> What to do
If "PartialEq" shows up in a line of the material, return that line.

> Material shown
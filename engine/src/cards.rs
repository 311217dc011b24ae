//! Card definitions and the draw/discard piles.
//!
//! Cards are a closed set, so they are modeled as plain tagged unions
//! rather than trait objects; effect resolution happens in the action
//! pipeline, cards only carry data.

use std::collections::VecDeque;

use log::info;
use serde::{Deserialize, Serialize};

use crate::board::{PathTileType, TileLayout};
use crate::rng::GameRng;
use crate::rules::{
    BASIC_TILE_COUNT, BUTTON_CARD_COUNT, DISORDERED_TILE_COUNT, ELEVATOR_TILE_COUNT,
    EVENT_CARD_COUNT, FLOOR_MAX, FLOOR_MIN, ITEM_CARD_COUNT, ANOMALY_CARD_COUNT,
    ROTATING_TILE_COUNT, STAIRWELL_TILE_COUNT, ZONES, ZONE_NAMES,
};

#[derive(Debug, Clone, Copy, PartialEq, Eq, Hash, Serialize, Deserialize)]
pub enum CardType {
    PathTile,
    Effect,
    Button,
    ZoneName,
}

#[derive(Debug, Clone, Copy, PartialEq, Eq, Hash, Serialize, Deserialize)]
pub enum EffectKind {
    Item,
    Event,
    Anomaly,
}

/// The mechanical payload a card applies when resolved.
#[derive(Debug, Clone, Copy, PartialEq, Serialize, Deserialize)]
pub enum CardEffect {
    /// Disorder delta for the acting player.
    Disorder(i8),
    /// Disorder delta for every player in the session.
    DisorderAll(i8),
    VisionBonus(u8),
    GainReport,
    PurifyAnomaly,
    RevealExit,
    CorruptRandomTile,
    RevealZone,
    UnlockDoors,
    Nothing,
}

#[derive(Debug, Clone, Serialize, Deserialize)]
pub struct PathTileCard {
    pub id: u32,
    pub tile_type: PathTileType,
    pub layout: TileLayout,
    pub rotation: u16,
}

impl PathTileCard {
    pub fn new(id: u32, tile_type: PathTileType, rng: &mut GameRng) -> Self {
        Self {
            id,
            tile_type,
            layout: crate::board::generate_layout(tile_type, rng),
            rotation: 0,
        }
    }

    /// Rotating tiles turn in 90 degree steps; the layout rotates with the
    /// recorded angle.
    pub fn rotate(&mut self, degrees: u16) {
        let steps = (degrees / 90) % 4;
        for _ in 0..steps {
            self.layout = crate::board::rotate_layout(&self.layout);
        }
        self.rotation = (self.rotation + degrees) % 360;
    }

    pub fn name(&self) -> &'static str {
        match self.tile_type {
            PathTileType::Basic => "Corridor",
            PathTileType::Disordered => "Warped Corridor",
            PathTileType::Construction => "Construction Zone",
            PathTileType::Rotating => "Rotating Chamber",
            PathTileType::Stairwell => "Stairwell",
            PathTileType::Elevator => "Elevator Shaft",
            PathTileType::Initial => "Entry Hall",
        }
    }
}

#[derive(Debug, Clone, PartialEq, Serialize, Deserialize)]
pub struct EffectCard {
    pub id: u32,
    pub kind: EffectKind,
    pub name: String,
    pub description: String,
    pub effect: CardEffect,
    /// Items flagged as escape gear count toward the escape victory.
    pub escape_item: bool,
}

#[derive(Debug, Clone, Copy, PartialEq, Eq, Serialize, Deserialize)]
pub struct ButtonCard {
    pub id: u32,
    pub floor: u8,
    pub zone: char,
}

#[derive(Debug, Clone, PartialEq, Eq, Serialize, Deserialize)]
pub struct ZoneNameCard {
    pub id: u32,
    pub name: String,
}

#[derive(Debug, Clone, Serialize, Deserialize)]
pub enum Card {
    PathTile(PathTileCard),
    Effect(EffectCard),
    Button(ButtonCard),
    ZoneName(ZoneNameCard),
}

impl Card {
    pub fn id(&self) -> u32 {
        match self {
            Card::PathTile(card) => card.id,
            Card::Effect(card) => card.id,
            Card::Button(card) => card.id,
            Card::ZoneName(card) => card.id,
        }
    }

    pub fn card_type(&self) -> CardType {
        match self {
            Card::PathTile(_) => CardType::PathTile,
            Card::Effect(_) => CardType::Effect,
            Card::Button(_) => CardType::Button,
            Card::ZoneName(_) => CardType::ZoneName,
        }
    }

    pub fn name(&self) -> String {
        match self {
            Card::PathTile(card) => card.name().to_string(),
            Card::Effect(card) => card.name.clone(),
            Card::Button(card) => format!("Button {}{}", card.floor, card.zone),
            Card::ZoneName(card) => card.name.clone(),
        }
    }
}

/// Item templates: name, description, effect, escape flag.
const ITEMS: [(&str, &str, CardEffect, bool); 12] = [
    ("Flashlight", "Cuts through the dark", CardEffect::VisionBonus(2), false),
    ("First Aid Kit", "Steadies frayed nerves", CardEffect::Disorder(-2), false),
    ("Calming Pills", "Takes the edge off", CardEffect::Disorder(-1), false),
    ("Master Key", "Opens any sealed door", CardEffect::UnlockDoors, true),
    ("Escape Rope", "Long enough to matter", CardEffect::Nothing, true),
    ("Crowbar", "Forces stubborn doors", CardEffect::UnlockDoors, true),
    ("Holy Water", "Cleanses what should not be", CardEffect::PurifyAnomaly, false),
    ("Research Notes", "Raw material for a report", CardEffect::GainReport, false),
    ("Map Fragment", "A corner of the building, named", CardEffect::RevealZone, false),
    ("Emergency Radio", "Static, mostly", CardEffect::Nothing, false),
    ("Night Vision Goggles", "Sees a little further", CardEffect::VisionBonus(1), false),
    ("Lockpicks", "Quieter than a crowbar", CardEffect::UnlockDoors, false),
];

/// Event templates: name, description, effect.
const EVENTS: [(&str, &str, CardEffect); 6] = [
    ("Strange Noise", "Everyone hears it", CardEffect::DisorderAll(1)),
    ("Team Spirit", "A moment of shared calm", CardEffect::DisorderAll(-1)),
    ("Structural Damage", "Something gives way", CardEffect::CorruptRandomTile),
    ("Emergency Broadcast", "Coordinates for a way out", CardEffect::RevealExit),
    ("False Alarm", "Nothing happens after all", CardEffect::Nothing),
    ("Psychological Pressure", "The walls feel closer", CardEffect::Disorder(2)),
];

/// Anomaly templates: name, description, effect on activation.
const ANOMALIES: [(&str, &str, CardEffect); 7] = [
    ("Gravity Anomaly", "Down is negotiable here", CardEffect::Nothing),
    ("Shadow Infestation", "The corners are crowded", CardEffect::Nothing),
    ("Corruption Spread", "The rot finds new ground", CardEffect::CorruptRandomTile),
    ("Phantom Walls", "Surfaces that were not there", CardEffect::Nothing),
    ("Disorder Amplification", "Every fear, louder", CardEffect::DisorderAll(1)),
    ("Reality Fracture", "The floor plan disagrees with itself", CardEffect::Nothing),
    ("Memory Loss", "Which way did we come in?", CardEffect::Nothing),
];

#[derive(Debug, Clone, Serialize, Deserialize)]
pub struct DeckSnapshot {
    pub deck_type: CardType,
    pub remaining: usize,
    pub discarded: usize,
    pub drawn_count: usize,
}

/// A shuffled draw pile with a discard pile that recycles on exhaustion.
#[derive(Debug, Clone)]
pub struct Deck {
    deck_type: CardType,
    cards: VecDeque<Card>,
    discarded: Vec<Card>,
    drawn_count: usize,
}

impl Deck {
    pub fn new(deck_type: CardType, mut cards: Vec<Card>, rng: &mut GameRng) -> Self {
        rng.shuffle(&mut cards);
        Self {
            deck_type,
            cards: cards.into(),
            discarded: Vec::new(),
            drawn_count: 0,
        }
    }

    /// Draws from the top; an empty pile reshuffles the discard pile first.
    pub fn draw(&mut self, rng: &mut GameRng) -> Option<Card> {
        if self.cards.is_empty() && !self.discarded.is_empty() {
            info!(
                "reshuffling {} discarded {:?} cards back into the deck",
                self.discarded.len(),
                self.deck_type
            );
            self.cards = self.discarded.drain(..).collect();
            rng.shuffle(self.cards.make_contiguous());
        }
        let card = self.cards.pop_front()?;
        self.drawn_count += 1;
        Some(card)
    }

    pub fn discard(&mut self, card: Card) {
        self.discarded.push(card);
    }

    /// Puts a card back on top without counting as a draw (a rejected draw
    /// is rolled back, not discarded).
    pub fn return_to_top(&mut self, card: Card) {
        self.cards.push_front(card);
        self.drawn_count = self.drawn_count.saturating_sub(1);
    }

    pub fn remaining(&self) -> usize {
        self.cards.len()
    }

    pub fn discarded_count(&self) -> usize {
        self.discarded.len()
    }

    pub fn drawn_count(&self) -> usize {
        self.drawn_count
    }

    pub fn is_exhausted(&self) -> bool {
        self.cards.is_empty() && self.discarded.is_empty()
    }

    pub fn snapshot(&self) -> DeckSnapshot {
        DeckSnapshot {
            deck_type: self.deck_type,
            remaining: self.cards.len(),
            discarded: self.discarded.len(),
            drawn_count: self.drawn_count,
        }
    }
}

#[derive(Debug, Clone, Serialize, Deserialize)]
pub struct DecksSnapshot {
    pub path: DeckSnapshot,
    pub effect: DeckSnapshot,
    pub button: DeckSnapshot,
    pub zone_name: DeckSnapshot,
}

/// The four session decks, built and shuffled once at game start.
#[derive(Debug, Clone)]
pub struct Decks {
    pub path: Deck,
    pub effect: Deck,
    pub button: Deck,
    pub zone_name: Deck,
}

impl Decks {
    pub fn starting(rng: &mut GameRng) -> Self {
        let mut next_id = 1u32;
        let mut id = || {
            let id = next_id;
            next_id += 1;
            id
        };

        let mut path_cards = Vec::new();
        let tile_counts = [
            (PathTileType::Basic, BASIC_TILE_COUNT),
            (PathTileType::Disordered, DISORDERED_TILE_COUNT),
            (PathTileType::Stairwell, STAIRWELL_TILE_COUNT),
            (PathTileType::Elevator, ELEVATOR_TILE_COUNT),
            (PathTileType::Rotating, ROTATING_TILE_COUNT),
        ];
        for (tile_type, count) in tile_counts {
            for _ in 0..count {
                path_cards.push(Card::PathTile(PathTileCard::new(id(), tile_type, rng)));
            }
        }

        let mut effect_cards = Vec::new();
        for i in 0..ITEM_CARD_COUNT {
            let (name, description, effect, escape_item) = ITEMS[i % ITEMS.len()];
            effect_cards.push(Card::Effect(EffectCard {
                id: id(),
                kind: EffectKind::Item,
                name: name.to_string(),
                description: description.to_string(),
                effect,
                escape_item,
            }));
        }
        for i in 0..EVENT_CARD_COUNT {
            let (name, description, effect) = EVENTS[i % EVENTS.len()];
            effect_cards.push(Card::Effect(EffectCard {
                id: id(),
                kind: EffectKind::Event,
                name: name.to_string(),
                description: description.to_string(),
                effect,
                escape_item: false,
            }));
        }
        for i in 0..ANOMALY_CARD_COUNT {
            let (name, description, effect) = ANOMALIES[i % ANOMALIES.len()];
            effect_cards.push(Card::Effect(EffectCard {
                id: id(),
                kind: EffectKind::Anomaly,
                name: name.to_string(),
                description: description.to_string(),
                effect,
                escape_item: false,
            }));
        }

        let mut button_cards = Vec::new();
        for i in 0..BUTTON_CARD_COUNT {
            let floor = FLOOR_MIN + (i as u8 % (FLOOR_MAX - FLOOR_MIN + 1));
            let zone = ZONES[i % ZONES.len()];
            button_cards.push(Card::Button(ButtonCard { id: id(), floor, zone }));
        }

        let zone_name_cards = ZONE_NAMES
            .iter()
            .map(|name| {
                Card::ZoneName(ZoneNameCard {
                    id: id(),
                    name: (*name).to_string(),
                })
            })
            .collect();

        Self {
            path: Deck::new(CardType::PathTile, path_cards, rng),
            effect: Deck::new(CardType::Effect, effect_cards, rng),
            button: Deck::new(CardType::Button, button_cards, rng),
            zone_name: Deck::new(CardType::ZoneName, zone_name_cards, rng),
        }
    }

    pub fn snapshot(&self) -> DecksSnapshot {
        DecksSnapshot {
            path: self.path.snapshot(),
            effect: self.effect.snapshot(),
            button: self.button.snapshot(),
            zone_name: self.zone_name.snapshot(),
        }
    }
}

> Response
#[derive(Debug, Clone, Copy, PartialEq, Eq, Hash, Serialize, Deserialize)]
#[derive(Debug, Clone, Copy, PartialEq, Eq, Hash, Serialize, Deserialize)]
#[derive(Debug, Clone, Copy, PartialEq, Serialize, Deserialize)]
#[derive(Debug, Clone, PartialEq, Serialize, Deserialize)]
#[derive(Debug, Clone, Copy, PartialEq, Eq, Serialize, Deserialize)]
#[derive(Debug, Clone, PartialEq, Eq, Serialize, Deserialize)]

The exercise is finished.